▶ [PROMPT] Range to reproduce from the entries below: the line with "fn name(&self) -> &str;", the line with "let mut sinks: Vec<Box<dyn", and every line in between. Give them exactly and give nothing else.

Saved entries:
···

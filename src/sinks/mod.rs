//! Notification sinks for extracted payments.

pub mod telegram;
pub mod webhook;

pub use telegram::TelegramSink;
pub use webhook::WebhookSink;

use std::time::Duration;

use async_trait::async_trait;

use crate::config::NotificationConfig;
use crate::error::DeliveryError;
use crate::pipeline::types::PaymentDetails;

/// Upper bound on any single delivery request.
pub const DEFAULT_DELIVERY_TIMEOUT: Duration = Duration::from_secs(10);

/// Receives a completed payment record.
#[async_trait]
pub trait Sink: Send + Sync {
    /// Short name for logs.
    fn name(&self) -> &str;

    /// Hand the record off. `Ok` means the remote side accepted it.
    async fn deliver(&self, details: &PaymentDetails) -> Result<(), DeliveryError>;
}

/// Build every sink present in the notification config.
pub fn build_sinks(config: &NotificationConfig) -> Vec<Box<dyn Sink>> {
    let mut sinks: Vec<Box<dyn Sink>> = Vec::new();
    if let Some(telegram) = &config.telegram {
        sinks.push(Box::new(TelegramSink::new(
            telegram.bot_token.clone(),
            telegram.chat_id.clone(),
        )));
    }
    if let Some(webhook) = &config.webhook {
        sinks.push(Box::new(WebhookSink::new(
            webhook.url.clone(),
            webhook.secret.clone(),
            webhook.timeout(),
        )));
    }
    sinks
}
//! Fetched message representation and header decoding.

use std::fmt;

use mail_parser::MessageParser;

use crate::error::MailError;

/// Server-assigned message identifier (an IMAP UID), stable for the session.
#[derive(Debug, Clone, PartialEq, Eq, Hash, PartialOrd, Ord)]
pub struct MessageId(String);

impl MessageId {
    pub fn as_str(&self) -> &str {
        &self.0
    }
}

impl From<&str> for MessageId {
    fn from(s: &str) -> Self {
        Self(s.to_string())
    }
}

impl From<String> for MessageId {
    fn from(s: String) -> Self {
        Self(s)
    }
}

impl fmt::Display for MessageId {
    fn fmt(&self, f: &mut fmt::Formatter<'_>) -> fmt::Result {
        f.write_str(&self.0)
    }
}

/// A fetched message. Immutable once built.
#[derive(Debug, Clone)]
pub struct RawMessage {
    pub id: MessageId,
    /// Decoded `Subject` (RFC 2047 charsets honored, UTF-8 otherwise).
    pub subject: String,
    /// `From` header value as written, unfolded.
    pub sender: String,
    /// Full RFC 822 bytes.
    pub raw: Vec<u8>,
}

impl RawMessage {
    /// Decode the headers the pipeline needs from full message bytes.
    pub fn parse(id: MessageId, raw: Vec<u8>) -> Result<Self, MailError> {
        let parsed = MessageParser::default()
            .parse(&raw)
            .ok_or_else(|| MailError::Fetch {
                id: id.to_string(),
                reason: "message is not valid RFC 5322".into(),
            })?;

        let subject = parsed.subject().unwrap_or_default().to_string();
        let sender = parsed.header_raw("From").map(unfold).unwrap_or_default();

        Ok(Self {
            id,
            subject,
            sender,
            raw,
        })
    }
}

/// Unfold a raw header value (drop CRLF before continuation whitespace)
/// and trim it. Encoded-words are left as written.
fn unfold(value: &str) -> String {
    value.replace("\r\n", "").replace('\n', "").trim().to_string()
}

···

▶ [ANSWER SECTION]
    fn name(&self) -> &str;

    /// Hand the record off. `Ok` means the remote side accepted it.
    async fn deliver(&self, details: &PaymentDetails) -> Result<(), DeliveryError>;
}

/// Build every sink present in the notification config.
pub fn build_sinks(config: &NotificationConfig) -> Vec<Box<dyn Sink>> {
    let mut sinks: Vec<Box<dyn Sink>> = Vec::new();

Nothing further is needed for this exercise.